The new team includes nurse practitioner Patricia Neis, support nurse Brenda Waite, and Marie Daniels, at the front desk. They began work today. Coincidentally, certified medical assistant Amanda Osburn also began her first day of work today, filling an existing position.
Health Care Access provides free and low-cost health care for many of the 14,000 people in Douglas County who don’t have health insurance. Until today, the clinic comprised a staff of eight and a group of volunteer physicians. In 2010, the clinic saw 1,182 patients.
King anticipates that the addition of the new staff will cut the wait time for patients from 12 weeks to six weeks and increase the number of urgent care appointments. The clinic is also expanding its hours to include two evenings a week. Starting this week, Health Care Access is open Monday, Wednesday and Friday from 8 a.m. to 4:30 p.m., and Tuesday and Thursday from 8 a.m. to 7:30 p.m.
“We’re thrilled to be able to provide this for the community, knowing that the demand has outpaced supply for a long time,” said King. “This is a big step in meeting our goals to help more people.”

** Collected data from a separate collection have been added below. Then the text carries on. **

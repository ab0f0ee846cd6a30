//! Delta Pattern Table.
//!
//! Learns which delta tends to follow an ordered pair of consecutive deltas.
//! Each row is keyed by `(d0, d1)` and holds a histogram of the deltas that
//! came next, plus the row total. Learning is purely additive: counters only
//! grow (saturating) until the table is cleared.
//!
//! Histograms are ordered maps so that every walk over candidate deltas is
//! deterministic.

use std::collections::{BTreeMap, HashMap};

/// Ordered pair of consecutive deltas, oldest first.
#[derive(Debug, Clone, Copy, PartialEq, Eq, Hash, PartialOrd, Ord)]
pub struct DeltaPair(pub i64, pub i64);

/// Histogram of deltas observed after one delta pair.
#[derive(Debug, Clone, Default, PartialEq, Eq)]
pub struct PatternEntry {
    counts: BTreeMap<i64, u32>,
    total: u32,
}

impl PatternEntry {
    /// Records one occurrence of `next`.
    fn record(&mut self, next: i64) {
        let count = self.counts.entry(next).or_insert(0);
        *count = count.saturating_add(1);
        self.total = self.total.saturating_add(1);
    }

    /// Total observations of this pair.
    #[inline]
    pub fn total(&self) -> u32 {
        self.total
    }

    /// Occurrences of `delta` after this pair.
    #[inline]
    pub fn count(&self, delta: i64) -> u32 {
        self.counts.get(&delta).copied().unwrap_or(0)
    }

    /// Percentage of observations followed by `delta` (integer, 0-100).
    #[inline]
    pub fn confidence(&self, delta: i64) -> u32 {
        percent(self.count(delta), self.total)
    }

    /// Highest confidence of any next-delta in this row.
    pub fn best_confidence(&self) -> u32 {
        self.counts
            .values()
            .map(|&count| percent(count, self.total))
            .max()
            .unwrap_or(0)
    }

    /// Iterates `(delta, count, confidence)` in ascending delta order.
    pub fn candidates(&self) -> impl Iterator<Item = (i64, u32, u32)> + '_ {
        self.counts
            .iter()
            .map(move |(&delta, &count)| (delta, count, percent(count, self.total)))
    }

    /// Number of distinct next-deltas observed.
    pub fn distinct(&self) -> usize {
        self.counts.len()
    }
}

#[inline]
fn percent(count: u32, total: u32) -> u32 {
    if total == 0 {
        0
    } else {
        ((u64::from(count) * 100) / u64::from(total)) as u32
    }
}

/// Table of learned delta correlations.
#[derive(Debug, Clone, Default)]
pub struct PatternTable {
    rows: HashMap<DeltaPair, PatternEntry>,
    capacity: Option<usize>,
    refused: u64,
}

impl PatternTable {
    /// Creates an empty table.
    ///
    /// # Arguments
    ///
    /// * `capacity` - Maximum number of rows; `None` for unbounded growth.
    ///   Once full, observations of unseen pairs are dropped while known
    ///   pairs keep learning.
    pub fn new(capacity: Option<usize>) -> Self {
        Self {
            rows: HashMap::new(),
            capacity,
            refused: 0,
        }
    }

    /// Learns from a chronological (oldest first) delta sequence.
    ///
    /// For every window `[d[i], d[i+1], d[i+2]]` the pair `(d[i], d[i+1])`
    /// records `d[i+2]` as its successor. Sequences shorter than three deltas
    /// teach nothing.
    pub fn update(&mut self, chronological: &[i64]) {
        for window in chronological.windows(3) {
            self.observe(DeltaPair(window[0], window[1]), window[2]);
        }
    }

    /// Records that `pair` was followed by `next`.
    pub fn observe(&mut self, pair: DeltaPair, next: i64) {
        if let Some(entry) = self.rows.get_mut(&pair) {
            entry.record(next);
            return;
        }
        if self.capacity.is_some_and(|cap| self.rows.len() >= cap) {
            self.refused += 1;
            if self.refused == 1 {
                tracing::debug!(rows = self.rows.len(), "pattern table full, refusing new rows");
            }
            return;
        }
        self.rows.entry(pair).or_default().record(next);
    }

    /// Returns the histogram for `pair`, or `None` if it was never observed.
    #[inline]
    pub fn query(&self, pair: DeltaPair) -> Option<&PatternEntry> {
        self.rows.get(&pair)
    }

    /// Number of learned pairs.
    pub fn len(&self) -> usize {
        self.rows.len()
    }

    /// Returns true if nothing has been learned.
    pub fn is_empty(&self) -> bool {
        self.rows.is_empty()
    }

    /// Observations dropped because the table was at capacity.
    pub fn refused(&self) -> u64 {
        self.refused
    }

    /// Forgets every row and the refusal count.
    pub fn clear(&mut self) {
        self.rows.clear();
        self.refused = 0;
    }
}
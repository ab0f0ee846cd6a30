//! Memory Access Events.
//!
//! This module defines what the prefetcher observes and what it emits:
//! 1. **Observation:** [`AccessEvent`], one demand access with an optional instruction pointer.
//! 2. **Emission:** [`PrefetchCandidate`], an address the memory hierarchy may fetch speculatively.

use serde::{Deserialize, Serialize};

/// A single demand access observed by the prefetcher.
///
/// The address is a raw byte address; the prefetcher truncates it to a block
/// address through its [`MemoryGeometry`](super::addr::MemoryGeometry).
#[derive(Clone, Copy, Debug, PartialEq, Eq, Hash, Serialize, Deserialize)]
pub struct AccessEvent {
    /// Accessed byte address.
    pub addr: u64,
    /// Instruction pointer of the load/store that issued the access, if known.
    #[serde(default)]
    pub pc: Option<u64>,
}

impl AccessEvent {
    /// Creates an access without an instruction pointer.
    #[inline(always)]
    pub const fn new(addr: u64) -> Self {
        Self { addr, pc: None }
    }

    /// Creates an access tagged with the issuing instruction pointer.
    #[inline(always)]
    pub const fn with_pc(addr: u64, pc: u64) -> Self {
        Self { addr, pc: Some(pc) }
    }
}

/// A prefetch request produced for one triggering access.
///
/// Priority assignment belongs to the queueing logic outside the predictor,
/// so every candidate produced here carries priority 0.
#[derive(Clone, Copy, Debug, PartialEq, Eq, Serialize)]
pub struct PrefetchCandidate {
    /// Block address to prefetch.
    pub addr: u64,
    /// Queue priority (always 0 at this level).
    pub priority: i32,
}

impl PrefetchCandidate {
    /// Creates a candidate with the default priority.
    #[inline(always)]
    pub const fn new(addr: u64) -> Self {
        Self { addr, priority: 0 }
    }
}
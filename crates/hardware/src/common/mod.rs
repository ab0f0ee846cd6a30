//! Common utilities and types used throughout the prefetcher model.
//!
//! This module provides the building blocks shared by every component. It includes:
//! 1. **Geometry:** The block/page collaborator seam and a default implementation.
//! 2. **Constants:** Default line and page sizes.
//! 3. **Access Events:** What the prefetcher observes and what it emits.
//! 4. **Error Handling:** Configuration and trace loading errors.

/// Memory geometry (block address, page membership).
pub mod addr;

/// Common constants used throughout the crate.
pub mod constants;

/// Access event and prefetch candidate definitions.
pub mod data;

/// Error types for configuration and trace loading.
pub mod error;

pub use addr::{LineGeometry, MemoryGeometry};
pub use constants::{LINE_SIZE, PAGE_SIZE};
pub use data::{AccessEvent, PrefetchCandidate};
pub use error::{ConfigError, TraceError};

The nonprofit raised $300,000 to fund the new staff for three years. They began planning to raise the funds last August and received board approval in October. One-third of the money came from private donors, and two-thirds from grants. A lead gift of $9,000 that kicked off the campaign came from Cosmopolitan International, with the support of their local clubs (River City and Breakfast Cosmopolitan Clubs). The Sunflower Foundation was the largest donor, providing $200,000.
Not only will the clinic be able to see about another 1,000 people, “we hope to see a direct impact at the Lawrence Memorial Hospital emergency room as well,” said King. “We know a lot of our patients are resorting to the ER if they can’t get in quickly.”
With 14,000 uninsured people in the region, “we could easily keep another set [nurse practitioner, nurse, and receptionist] busy,” said King. A typical nurse practitioner sees 1,200 patients a year, two or three times each.
“With health reform around the corner, nobody really knows what that’s going to do to our numbers,” she said. “At the current outlook, it will be business as usual for quite some time.”